The other inner voice, the one that would rather binge on 13 episodes of House of Cards and eat Oreos all day, decided to speak up.  She pointed out that I haven't been doing the work lately.  That no matter how much I train, I still am a horrible runner.  That I've never done more than 42 miles on the bike and it is less than 3 months to the race.  She reminded me that the other triathletes that I know will all be sitting around for hours to wait for me to finish...IF they wait for me.  I will be last among them.   

Both inner voices are idiots.  

The first one is an idiot because she has forgotten that at her first triathlon, she finished DFL, and it was one of the proudest moments of her life.  What was important was not the time it took to finish, but that she had a crazy idea...to do her first triathlon at 42...and she followed through.  She didn't care that she was last.  She didn't care that every single person passed her on the bike (although she was quite pleased that she was one of the first people out of the water).  She finished.  How dare that inner idiot gloat that she wasn't last anymore?

The second inner voice is an idiot because she is lazy and pessimistic.  She sets limits on herself, and how hard she is willing to work.  She thinks that no matter how much she kids herself, the REAL triathletes she trains with merely tolerate her presence.  And she's not really training WITH actual IronMan finishers.  She's more like IronMan-adjacent.

See??  Idiots the both of them.

The reality is it doesn't matter where I am ranked.  It doesn't matter where I train, who I train with or how good I am.  What matters is the fact that of the 10.5 Million women* who were between the ages of 40-44, I was one of only 2415 that completed 3 or more USAT events in 2013.  That is .00023% of the women my age in the United States.  Whether it is #1, Susanne Davis, or #2415 Kim Kleewein...we are an elite group. 

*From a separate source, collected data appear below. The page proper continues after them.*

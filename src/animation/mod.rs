//! Animation module
//!
//! Drives the per-frame updates of a mounted scene: elapsed time, viewport
//! resizing, globe spin and marker motion. Bevy's render stage draws the
//! scene through the camera once these systems have run.

use bevy::prelude::*;

pub mod driver;
pub mod systems;
pub mod viewport;

pub use driver::{FrameLoop, LoopState, frame_loop_running};
pub use systems::{advance_markers_system, spin_earth_system, tick_frame_loop_system};
pub use viewport::{ViewportTracker, track_viewport_size_system};

use crate::core::lifecycle::ViewState;

/// Ordering of the per-frame work of a mounted view
#[derive(SystemSet, Debug, Clone, PartialEq, Eq, Hash)]
pub enum FrameSystems {
    /// Rebuild satellite groups from the feed
    Sync,
    /// Advance time and move things
    Animate,
    /// Camera-dependent adjustments right before drawing
    Present,
}

/// Plugin for the per-frame animation loop
pub struct AnimationPlugin;

impl Plugin for AnimationPlugin {
    fn build(&self, app: &mut App) {
        app.init_resource::<ViewportTracker>()
            .configure_sets(
                Update,
                (FrameSystems::Sync, FrameSystems::Animate, FrameSystems::Present)
                    .chain()
                    .run_if(in_state(ViewState::Mounted)),
            )
            .configure_sets(Update, FrameSystems::Animate.run_if(frame_loop_running))
            .configure_sets(Update, FrameSystems::Present.run_if(frame_loop_running))
            .add_systems(
                Update,
                (
                    tick_frame_loop_system,
                    track_viewport_size_system,
                    spin_earth_system,
                    advance_markers_system,
                )
                    .chain()
                    .in_set(FrameSystems::Animate),
            )
            .add_systems(OnExit(ViewState::Mounted), stop_frame_loop);
    }
}

fn stop_frame_loop(mut frame_loop: Option<ResMut<FrameLoop>>, mut tracker: ResMut<ViewportTracker>) {
    if let Some(frame_loop) = frame_loop.as_mut() {
        let previous = frame_loop.state();
        frame_loop.stop();
        info!(
            "Frame loop stopped after {} frames (was {:?})",
            frame_loop.frames(),
            previous
        );
    }
    tracker.reset();
}

#[cfg(test)]
mod tests {
    use super::*;
    use crate::animation::systems::{earth_spin, marker_position};
    use crate::feed::{SatelliteFeed, SatelliteKind};
    use crate::satellite::{MarkerRef, OrbitSpeed, SatelliteGroup};
    use crate::test_support::{headless_app, satellite};
    use crate::visualization::{Earth, MainCamera, VisualizationConfig};
    use bevy::time::TimeUpdateStrategy;
    use bevy::window::PrimaryWindow;
    use std::time::Duration;

    fn animated_app() -> App {
        let mut app = headless_app(SatelliteFeed {
            satellites: vec![
                satellite("fwd", SatelliteKind::Science, false),
                satellite("rev", SatelliteKind::Military, true),
            ],
            selected: None,
        });
        app.insert_resource(TimeUpdateStrategy::ManualDuration(Duration::from_millis(
            250,
        )));
        for _ in 0..5 {
            app.update();
        }
        app
    }

    #[test]
    fn test_earth_spins_with_elapsed_time() {
        let mut app = animated_app();
        let elapsed_ms = app.world().resource::<FrameLoop>().elapsed_ms();
        assert!(elapsed_ms > 0.0, "elapsed time must be positive");

        let rate = app.world().resource::<VisualizationConfig>().earth_spin_rate;
        let mut query = app
            .world_mut()
            .query_filtered::<&Transform, With<Earth>>();
        let rotation = query.single(app.world()).expect("one earth").rotation;
        let expected = Quat::from_rotation_y(earth_spin(elapsed_ms, rate));
        assert!(rotation.abs_diff_eq(expected, 1e-5));
    }

    #[test]
    fn test_markers_follow_their_direction() {
        let mut app = animated_app();
        let elapsed_ms = app.world().resource::<FrameLoop>().elapsed_ms();
        let config = app.world().resource::<VisualizationConfig>().clone();

        let mut groups = app
            .world_mut()
            .query::<(&SatelliteGroup, &OrbitSpeed, &MarkerRef)>();
        let markers: Vec<(String, f32, Entity)> = groups
            .iter(app.world())
            .map(|(group, speed, marker)| (group.id.clone(), speed.0, marker.0))
            .collect();
        assert_eq!(markers.len(), 2);

        for (id, speed, marker) in markers {
            let translation = app
                .world()
                .get::<Transform>(marker)
                .expect("marker transform")
                .translation;
            let expected =
                marker_position(config.orbit_radius, speed, elapsed_ms, config.orbit_rate);
            assert!(translation.distance(expected) < 1e-5, "marker of {}", id);
            let sign = if id == "rev" { -1.0 } else { 1.0 };
            assert_eq!(speed, sign);
        }
    }

    fn camera_aspect(app: &mut App) -> f32 {
        let mut query = app
            .world_mut()
            .query_filtered::<&Projection, With<MainCamera>>();
        match query.single(app.world()).expect("one camera") {
            Projection::Perspective(perspective) => perspective.aspect_ratio,
            other => panic!("unexpected projection {:?}", other),
        }
    }

    #[test]
    fn test_window_resize_updates_camera_aspect_once() {
        let mut app = animated_app();
        let mut window = Window::default();
        window.resolution.set_physical_resolution(800, 600);
        let window = app.world_mut().spawn((window, PrimaryWindow)).id();
        app.update();

        assert!((camera_aspect(&mut app) - 4.0 / 3.0).abs() < 1e-6);
        assert_eq!(app.world().resource::<ViewportTracker>().resize_count(), 1);

        app.world_mut()
            .get_mut::<Window>(window)
            .expect("window")
            .resolution
            .set_physical_resolution(1024, 512);
        app.update();
        app.update();

        assert!((camera_aspect(&mut app) - 2.0).abs() < 1e-6);
        assert_eq!(app.world().resource::<ViewportTracker>().resize_count(), 2);

        // unchanged size: the camera is left alone
        let mut query = app
            .world_mut()
            .query_filtered::<&mut Projection, With<MainCamera>>();
        if let Projection::Perspective(perspective) = query
            .single_mut(app.world_mut())
            .expect("one camera")
            .into_inner()
        {
            perspective.aspect_ratio = 1.0;
        }
        app.update();
        assert_eq!(camera_aspect(&mut app), 1.0);
        assert_eq!(app.world().resource::<ViewportTracker>().resize_count(), 2);
        assert_eq!(
            app.world().resource::<ViewportTracker>().last(),
            Some(viewport::Dimensions::new(1024, 512))
        );
    }

    #[test]
    fn test_stopped_loop_freezes_scene() {
        let mut app = animated_app();
        app.world_mut().resource_mut::<FrameLoop>().stop();
        let frames = app.world().resource::<FrameLoop>().frames();
        let elapsed_ms = app.world().resource::<FrameLoop>().elapsed_ms();

        app.update();
        app.update();

        let frame_loop = app.world().resource::<FrameLoop>();
        assert_eq!(frame_loop.frames(), frames);
        assert_eq!(frame_loop.elapsed_ms(), elapsed_ms);
    }
}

Also, the group of people that I have met since I became insane took up this sport have been nothing but awesome.   It doesn't matter if they are "just" runners from the group, volunteers at races, actual real life Iron Men (or Iron Women) or the guy at the bike shop.   They are awesome all around. They encourage one another.  They push each other to go farther. They are each other's biggest cheerleaders.  Those that did ToughMan last year stayed until the last Richmond person crossed the finish line.  

They have been quick to recognize my pessimism as fear, and replace it with confidence.  They are inspiring. They are incredibly bad influences, but in a good way.  When I state I'm worried about the run, they say "Just walk!"  They won't accept my excuses, and have welcomed me back from my bouts of laziness with open arms.  And now they MUST stay until I finish, because I have sung their praises.

I am writing this blog to hold myself accountable to actually finish what I've started.  But I'm also hoping that somewhere along the line, there may be a woman that gets inspired to do something Abso-Freekin-Crazy, like her first 5K, or learn to swim, or dust off her bike to do her first ever Sprint Tri.  Because seriously...HAND TO GOD...if this overweight, middle aged, TV addict can be part of the .00023%...then so can she.   

87 days...


*page 4 of the Age and Sex Composition document from the 2010 US Census.